> _What is required_
Reproduce exactly, and only, the lines below from the one containing "#[derive(Debug, Clone, Copy, PartialEq, Eq, Hash)]" through the one containing "principal holding it.".
_ _ _ _ _ _ _
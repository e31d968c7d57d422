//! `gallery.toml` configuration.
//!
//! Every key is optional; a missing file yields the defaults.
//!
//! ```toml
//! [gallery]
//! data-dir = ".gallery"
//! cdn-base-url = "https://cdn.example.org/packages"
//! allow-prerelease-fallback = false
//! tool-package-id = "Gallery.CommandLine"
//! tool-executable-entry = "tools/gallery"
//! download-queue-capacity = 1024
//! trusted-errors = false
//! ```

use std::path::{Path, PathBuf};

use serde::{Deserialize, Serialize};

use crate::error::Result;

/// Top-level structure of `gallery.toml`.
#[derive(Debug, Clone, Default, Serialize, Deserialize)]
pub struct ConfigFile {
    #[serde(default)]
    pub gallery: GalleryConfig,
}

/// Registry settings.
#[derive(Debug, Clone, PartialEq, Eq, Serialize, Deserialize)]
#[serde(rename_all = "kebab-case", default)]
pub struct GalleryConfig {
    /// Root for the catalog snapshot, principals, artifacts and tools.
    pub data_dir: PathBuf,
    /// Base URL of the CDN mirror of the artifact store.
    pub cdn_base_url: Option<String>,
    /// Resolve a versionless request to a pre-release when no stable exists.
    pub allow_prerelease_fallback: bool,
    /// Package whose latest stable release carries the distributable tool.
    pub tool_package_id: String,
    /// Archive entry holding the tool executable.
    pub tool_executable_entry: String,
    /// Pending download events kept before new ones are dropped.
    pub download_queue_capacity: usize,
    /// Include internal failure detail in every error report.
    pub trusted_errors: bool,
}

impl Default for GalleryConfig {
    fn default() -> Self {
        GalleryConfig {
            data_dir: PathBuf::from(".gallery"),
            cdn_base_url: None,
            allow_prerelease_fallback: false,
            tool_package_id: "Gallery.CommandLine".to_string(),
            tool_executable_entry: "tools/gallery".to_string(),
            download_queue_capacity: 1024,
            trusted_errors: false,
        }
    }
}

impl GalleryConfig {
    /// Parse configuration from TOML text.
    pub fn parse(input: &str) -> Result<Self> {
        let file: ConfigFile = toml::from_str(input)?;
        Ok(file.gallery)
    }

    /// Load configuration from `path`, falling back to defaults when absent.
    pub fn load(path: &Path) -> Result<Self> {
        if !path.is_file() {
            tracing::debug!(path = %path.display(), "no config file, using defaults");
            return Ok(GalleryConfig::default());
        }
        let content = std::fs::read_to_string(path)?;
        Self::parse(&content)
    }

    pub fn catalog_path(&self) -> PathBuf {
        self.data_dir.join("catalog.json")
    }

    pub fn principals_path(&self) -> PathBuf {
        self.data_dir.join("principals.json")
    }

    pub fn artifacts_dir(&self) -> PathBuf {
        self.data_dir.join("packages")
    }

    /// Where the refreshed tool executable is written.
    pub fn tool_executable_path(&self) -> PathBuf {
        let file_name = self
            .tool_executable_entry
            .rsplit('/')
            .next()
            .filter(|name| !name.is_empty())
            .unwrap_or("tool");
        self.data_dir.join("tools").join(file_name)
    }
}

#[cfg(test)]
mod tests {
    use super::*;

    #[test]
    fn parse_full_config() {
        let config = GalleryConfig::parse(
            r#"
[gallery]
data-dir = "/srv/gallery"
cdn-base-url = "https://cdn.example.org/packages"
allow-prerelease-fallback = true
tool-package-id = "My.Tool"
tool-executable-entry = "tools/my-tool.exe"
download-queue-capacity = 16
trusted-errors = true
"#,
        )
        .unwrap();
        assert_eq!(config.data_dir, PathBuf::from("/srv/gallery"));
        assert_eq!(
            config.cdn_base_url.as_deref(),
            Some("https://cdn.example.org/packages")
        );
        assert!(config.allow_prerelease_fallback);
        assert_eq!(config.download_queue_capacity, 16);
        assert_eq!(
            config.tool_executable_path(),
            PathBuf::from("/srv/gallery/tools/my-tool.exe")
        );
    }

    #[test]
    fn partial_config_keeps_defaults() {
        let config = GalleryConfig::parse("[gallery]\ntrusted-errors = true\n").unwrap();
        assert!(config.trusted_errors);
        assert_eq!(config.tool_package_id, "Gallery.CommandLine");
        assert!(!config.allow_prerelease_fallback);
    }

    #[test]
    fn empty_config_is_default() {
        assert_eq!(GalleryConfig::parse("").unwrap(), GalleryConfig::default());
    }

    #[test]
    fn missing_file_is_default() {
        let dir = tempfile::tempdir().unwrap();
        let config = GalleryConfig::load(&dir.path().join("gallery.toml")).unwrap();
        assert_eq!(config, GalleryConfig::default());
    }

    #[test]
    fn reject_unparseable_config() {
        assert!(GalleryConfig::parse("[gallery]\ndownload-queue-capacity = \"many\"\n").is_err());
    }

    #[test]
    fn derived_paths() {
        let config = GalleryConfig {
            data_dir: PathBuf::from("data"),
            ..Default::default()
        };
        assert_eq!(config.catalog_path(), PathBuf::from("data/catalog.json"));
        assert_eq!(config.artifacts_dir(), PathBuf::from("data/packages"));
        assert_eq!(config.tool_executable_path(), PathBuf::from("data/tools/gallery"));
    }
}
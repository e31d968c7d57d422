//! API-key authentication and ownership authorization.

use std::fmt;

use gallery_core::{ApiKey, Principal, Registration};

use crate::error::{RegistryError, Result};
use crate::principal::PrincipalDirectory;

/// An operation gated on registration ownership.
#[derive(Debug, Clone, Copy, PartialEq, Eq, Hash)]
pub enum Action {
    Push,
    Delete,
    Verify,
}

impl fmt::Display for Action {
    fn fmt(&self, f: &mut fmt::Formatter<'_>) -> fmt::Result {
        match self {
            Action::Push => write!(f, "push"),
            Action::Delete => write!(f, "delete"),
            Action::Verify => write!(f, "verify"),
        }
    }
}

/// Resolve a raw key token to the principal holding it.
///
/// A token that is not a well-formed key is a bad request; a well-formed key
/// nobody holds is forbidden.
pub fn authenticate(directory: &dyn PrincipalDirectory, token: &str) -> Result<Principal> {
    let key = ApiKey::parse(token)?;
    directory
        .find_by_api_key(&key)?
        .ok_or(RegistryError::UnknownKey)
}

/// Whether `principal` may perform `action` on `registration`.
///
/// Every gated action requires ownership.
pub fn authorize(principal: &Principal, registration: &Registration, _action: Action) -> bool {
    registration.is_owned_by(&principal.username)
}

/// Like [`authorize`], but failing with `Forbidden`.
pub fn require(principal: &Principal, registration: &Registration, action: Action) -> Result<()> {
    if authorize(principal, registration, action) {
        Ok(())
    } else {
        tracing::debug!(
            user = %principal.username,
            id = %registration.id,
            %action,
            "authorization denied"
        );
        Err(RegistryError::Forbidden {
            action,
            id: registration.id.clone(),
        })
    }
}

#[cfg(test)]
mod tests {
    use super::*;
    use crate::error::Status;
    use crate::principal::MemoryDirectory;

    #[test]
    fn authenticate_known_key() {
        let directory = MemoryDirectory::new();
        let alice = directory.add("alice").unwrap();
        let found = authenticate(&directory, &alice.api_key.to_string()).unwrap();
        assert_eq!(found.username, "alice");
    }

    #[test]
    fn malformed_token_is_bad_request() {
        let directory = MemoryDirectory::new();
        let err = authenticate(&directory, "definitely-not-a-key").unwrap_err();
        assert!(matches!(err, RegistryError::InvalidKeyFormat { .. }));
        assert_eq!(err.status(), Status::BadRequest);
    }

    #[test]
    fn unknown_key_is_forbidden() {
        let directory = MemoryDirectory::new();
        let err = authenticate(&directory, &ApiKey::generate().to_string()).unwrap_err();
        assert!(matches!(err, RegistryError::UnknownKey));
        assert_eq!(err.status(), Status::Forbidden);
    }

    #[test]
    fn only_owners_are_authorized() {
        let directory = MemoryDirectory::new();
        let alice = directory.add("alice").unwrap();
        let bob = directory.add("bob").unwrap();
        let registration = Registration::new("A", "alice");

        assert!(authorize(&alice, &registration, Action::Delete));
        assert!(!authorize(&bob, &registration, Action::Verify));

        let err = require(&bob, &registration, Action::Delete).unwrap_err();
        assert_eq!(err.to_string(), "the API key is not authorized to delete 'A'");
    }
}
_ _ _ _ _ _ _
> _Answer for the task_
#[derive(Debug, Clone, Copy, PartialEq, Eq, Hash)]
pub enum Action {
    Push,
    Delete,
    Verify,
}

impl fmt::Display for Action {
    fn fmt(&self, f: &mut fmt::Formatter<'_>) -> fmt::Result {
        match self {
            Action::Push => write!(f, "push"),
            Action::Delete => write!(f, "delete"),
            Action::Verify => write!(f, "verify"),
        }
    }
}

/// Resolve a raw key token to the principal holding it.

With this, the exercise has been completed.